Subterranean Redcar

Disclaimer – Subterranean Redcar is quite a dramatic title, you may possibly be a little disappointed.

During lockdown I’ve been taking occasional walks from Redcar to Saltburn, setting myself the challenge of never following the same route home twice. About a month ago C. had told me that she had heard that there was an underpass that ran beneath the railway line linking Redcar with Marske.

There are not many accessible underground spaces around here so I resolved to find it. I had a look at the maps but couldn’t find any trace of an underpass. A couple of weeks later I was chatting to a friend at work and mentioned the underpass “oh you must mean the one in East Redcar, we used to call it Piss Alley.”

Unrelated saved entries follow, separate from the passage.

//! Error types for the fetch module.

use thiserror::Error;

/// Errors that can occur while fetching a single resource.
#[derive(Debug, Error)]
pub enum FetchError {
    /// Network-level error (DNS resolution, connection refused, TLS errors,
    /// connection reset after the retry budget is exhausted, etc.)
    #[error("network error fetching {url}: {source}")]
    Network {
        /// The URL that failed to fetch.
        url: String,
        /// The underlying transport error.
        #[source]
        source: reqwest::Error,
    },

    /// Request timed out on every attempt.
    #[error("timeout fetching {url}")]
    Timeout {
        /// The URL that timed out.
        url: String,
    },

    /// The redirect budget was exhausted before a terminal response.
    #[error("redirect limit of {limit} reached fetching {url}")]
    RedirectLimit {
        /// The URL whose redirect chain exceeded the budget.
        url: String,
        /// The configured hop budget.
        limit: u32,
    },

    /// The URL (or a `Location` target) is malformed or invalid.
    #[error("invalid URL: {url}")]
    InvalidUrl {
        /// The invalid URL string.
        url: String,
    },
}

impl FetchError {
    /// Creates a network error from a reqwest error.
    pub fn network(url: impl Into<String>, source: reqwest::Error) -> Self {
        Self::Network {
            url: url.into(),
            source,
        }
    }

    /// Creates a timeout error.
    pub fn timeout(url: impl Into<String>) -> Self {
        Self::Timeout { url: url.into() }
    }

    /// Creates a redirect-limit error.
    pub fn redirect_limit(url: impl Into<String>, limit: u32) -> Self {
        Self::RedirectLimit {
            url: url.into(),
            limit,
        }
    }

    /// Creates an invalid URL error.
    pub fn invalid_url(url: impl Into<String>) -> Self {
        Self::InvalidUrl { url: url.into() }
    }
}
//! Module configuration shapes and their normalization.
//!
//! Callers hand `check_page` one module, a `(name, config)` pair, or a list
//! of either; normalization turns every accepted shape into named, resolved
//! modules and rejects anything defective with one [`ConfigError`] kind per
//! defect, before any network I/O happens.

use std::fmt;
use std::sync::Arc;

use regex::Regex;

use super::error::ConfigError;
use crate::extract::extract_links;
use crate::verify::Validator;

/// A custom extraction function: `(content, base_url) -> links`.
pub type ParserFn = Arc<dyn Fn(&str, &str) -> Vec<String> + Send + Sync>;

/// How a module finds links in page content.
#[derive(Clone)]
pub enum Extraction {
    /// A regex pattern matched repeatedly against the content; the capture
    /// group at `group` is the link text. Compiled during normalization so
    /// a malformed pattern is a configuration error, not a runtime one.
    Regex {
        /// The pattern source.
        pattern: String,
        /// Capture-group index of the link within each match.
        group: usize,
    },
    /// An arbitrary extractor invoked with the page content and base URL.
    Parser(ParserFn),
}

impl Extraction {
    /// A regex rule capturing the whole match (group 0).
    pub fn regex(pattern: impl Into<String>) -> Self {
        Self::Regex {
            pattern: pattern.into(),
            group: 0,
        }
    }

    /// A regex rule capturing a specific group.
    pub fn regex_group(pattern: impl Into<String>, group: usize) -> Self {
        Self::Regex {
            pattern: pattern.into(),
            group,
        }
    }

    /// A custom extractor function.
    pub fn parser(f: impl Fn(&str, &str) -> Vec<String> + Send + Sync + 'static) -> Self {
        Self::Parser(Arc::new(f))
    }
}

impl fmt::Debug for Extraction {
    fn fmt(&self, f: &mut fmt::Formatter<'_>) -> fmt::Result {
        match self {
            Self::Regex { pattern, group } => f
                .debug_struct("Regex")
                .field("pattern", pattern)
                .field("group", group)
                .finish(),
            Self::Parser(_) => f.write_str("Parser(..)"),
        }
    }
}

/// Configuration of one verification module, before normalization.
///
/// `validators` and `concurrency` override the call-wide defaults when set.
#[derive(Clone, Default)]
pub struct ModuleConfig {
    /// How this module extracts links. Required; its absence is a
    /// configuration error.
    pub extraction: Option<Extraction>,
    /// Validator chain for this module's links, overriding the defaults.
    pub validators: Option<Vec<Validator>>,
    /// Worker pool size for this module's links, overriding the default.
    pub concurrency: Option<usize>,
}

impl ModuleConfig {
    /// A config carrying just an extraction rule.
    #[must_use]
    pub fn new(extraction: Extraction) -> Self {
        Self {
            extraction: Some(extraction),
            ..Self::default()
        }
    }
}

impl fmt::Debug for ModuleConfig {
    fn fmt(&self, f: &mut fmt::Formatter<'_>) -> fmt::Result {
        f.debug_struct("ModuleConfig")
            .field("extraction", &self.extraction)
            .field(
                "validators",
                &self.validators.as_ref().map(Vec::len),
            )
            .field("concurrency", &self.concurrency)
            .finish()
    }
}

impl From<Extraction> for ModuleConfig {
    fn from(extraction: Extraction) -> Self {
        Self::new(extraction)
    }
}

/// One named module: a name plus its configuration.
#[derive(Debug, Clone)]
pub struct ModuleSpec {
    /// Unique module name, keying the aggregated results.
    pub name: String,
    /// The module's configuration.
    pub config: ModuleConfig,
}

impl ModuleSpec {
    /// Names a configuration.
    pub fn new(name: impl Into<String>, config: impl Into<ModuleConfig>) -> Self {
        Self {
            name: name.into(),
            config: config.into(),
        }
    }
}

impl<S: Into<String>, C: Into<ModuleConfig>> From<(S, C)> for ModuleSpec {
    fn from((name, config): (S, C)) -> Self {
        Self::new(name, config)
    }
}

/// The accepted module-list shapes, normalized to a list.
///
/// A bare [`ModuleSpec`] or a bare `(name, config)` pair converts to a
/// single-module list, so `check_page(url, ("anchors", config), ...)` and
/// `check_page(url, vec![spec_a, spec_b], ...)` both read naturally.
#[derive(Debug, Clone, Default)]
pub struct ModuleSpecs(pub Vec<ModuleSpec>);

impl From<ModuleSpec> for ModuleSpecs {
    fn from(spec: ModuleSpec) -> Self {
        Self(vec![spec])
    }
}

impl<S: Into<String>, C: Into<ModuleConfig>> From<(S, C)> for ModuleSpecs {
    fn from(pair: (S, C)) -> Self {
        Self(vec![pair.into()])
    }
}

impl From<Vec<ModuleSpec>> for ModuleSpecs {
    fn from(specs: Vec<ModuleSpec>) -> Self {
        Self(specs)
    }
}

impl<S: Into<String>, C: Into<ModuleConfig>> From<Vec<(S, C)>> for ModuleSpecs {
    fn from(pairs: Vec<(S, C)>) -> Self {
        Self(pairs.into_iter().map(Into::into).collect())
    }
}

/// A module after normalization: named, with a resolved parser.
pub(crate) struct ResolvedModule {
    pub(crate) name: String,
    pub(crate) parser: ParserFn,
    pub(crate) validators: Option<Vec<Validator>>,
    pub(crate) concurrency: Option<usize>,
}

/// Validates every spec and resolves each extraction rule to a parser.
///
/// Regex rules are compiled here; their group index is checked against the
/// compiled pattern's capture count.
pub(crate) fn resolve_modules(specs: ModuleSpecs) -> Result<Vec<ResolvedModule>, ConfigError> {
    if specs.0.is_empty() {
        return Err(ConfigError::EmptyModules);
    }

    specs
        .0
        .into_iter()
        .map(|spec| {
            if spec.name.trim().is_empty() {
                return Err(ConfigError::MissingName);
            }
            let Some(extraction) = spec.config.extraction else {
                return Err(ConfigError::MissingExtraction { module: spec.name });
            };
            let parser = resolve_parser(&spec.name, extraction)?;
            Ok(ResolvedModule {
                name: spec.name,
                parser,
                validators: spec.config.validators,
                concurrency: spec.config.concurrency,
            })
        })
        .collect()
}

fn resolve_parser(name: &str, extraction: Extraction) -> Result<ParserFn, ConfigError> {
    match extraction {
        Extraction::Parser(parser) => Ok(parser),
        Extraction::Regex { pattern, group } => {
            let regex = Regex::new(&pattern).map_err(|source| ConfigError::InvalidRegex {
                module: name.to_string(),
                source,
            })?;
            if group >= regex.captures_len() {
                return Err(ConfigError::InvalidGroup {
                    module: name.to_string(),
                    group,
                });
            }
            Ok(Arc::new(move |content: &str, base_url: &str| {
                extract_links(content, base_url, &regex, group)
            }))
        }
    }
}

C. was heading to Redcar today so I scrounged a lift. I grew up in Middlesbrough and my knowledge of the geography of Redcar is quite poor. I asked C. to drop me off on West Dyke Road, which she did, unfortunately the road I thought was West Dyke Road is actually called Redcar Lane. Between Redcar Lane and West Dyke Road lies Redcar Racecourse. The racecourse cuts a large swathe through central Redcar and is surrounded by a high perimeter fence. I asked C. if there was any way to get from one side of the racecourse to the other without having to walk all the way around it, she didn’t know, I set off to find out.

I walked across the playing fields towards the racecourse and noticed a woman in the distance walking purposely along a footpath that led towards the racecourse fence, I decided to follow the same path.

To my great delight I came to a tunnel that ran beneath the racecourse. As tunnels go it wasn’t particularly long and possibly only qualifies as an underpass. but if this were a football ground, a passage to the pitch of a similar length would definitely be called a tunnel. The dictionary defines an underpass as a road that goes underneath a railway or other road, no mention of racecourses so I’m going to claim it as a tunnel.

Leaving the tunnel I found myself a few hundred metres away from Redcar Lane so set off to find my next target, the railway underpass.

I finally found the narrow cut between two houses, it would have been quite easy to miss. I walked along the cut and there it was, Piss Alley. To be honest, after the joy of finding the unexpected brutalist corrugations of the racecourse tunnel this was quite a let down, it was short, had second rate graffiti, and didn’t smell of urine. Although the latter may be due to pubs being closed for many months.


Lockdown walking

The terrier is quite old now, he is happy enough but his days of traipsing across moors have come to an end. The path between Slapewath and Boosbeck is ideal for him, it runs along the bed of an old railway built to service the local ironstone mines. The path is wide with no inclines, just right for a half blind, half deaf border terrier who likes to do things in his own time.

Slapewath is a strange place, at first glance it looks fairly rural but peer into the woods and along the tracks you’ll see scrap and storage yards, workshops and plant yards, most built over old ironstone mining sites. During the nineteenth and early twentieth centuries at least half a dozen mines operated locally, extracting ore to feed the furnaces of Teesside.

Ironstone wasn’t the first extractive industry to leave its scars on this valley. Jet has been quarried from the escarpment edges for millennia, jet is only found in this corner of North Yorkshire and was highly prized by our prehistoric ancestors. Beautifully carved jet objects have been found in high-status prehistoric burials throughout our islands.

Another industry that left its mark on the local landscape was alum production. During the seventeenth century, thousands of tons of rock were quarried and processed to produce alum.

The pathway is very muddy in places, local footpaths have taken a hammering during lockdown. Beneath the footpath is a tunnel /culvert. It’s empty apart from some beer cans and a pair of knee-high ladies boots.

With the summer foliage gone, it is possible to get a better view of the remnants of Carr’s Tilery at Margrove.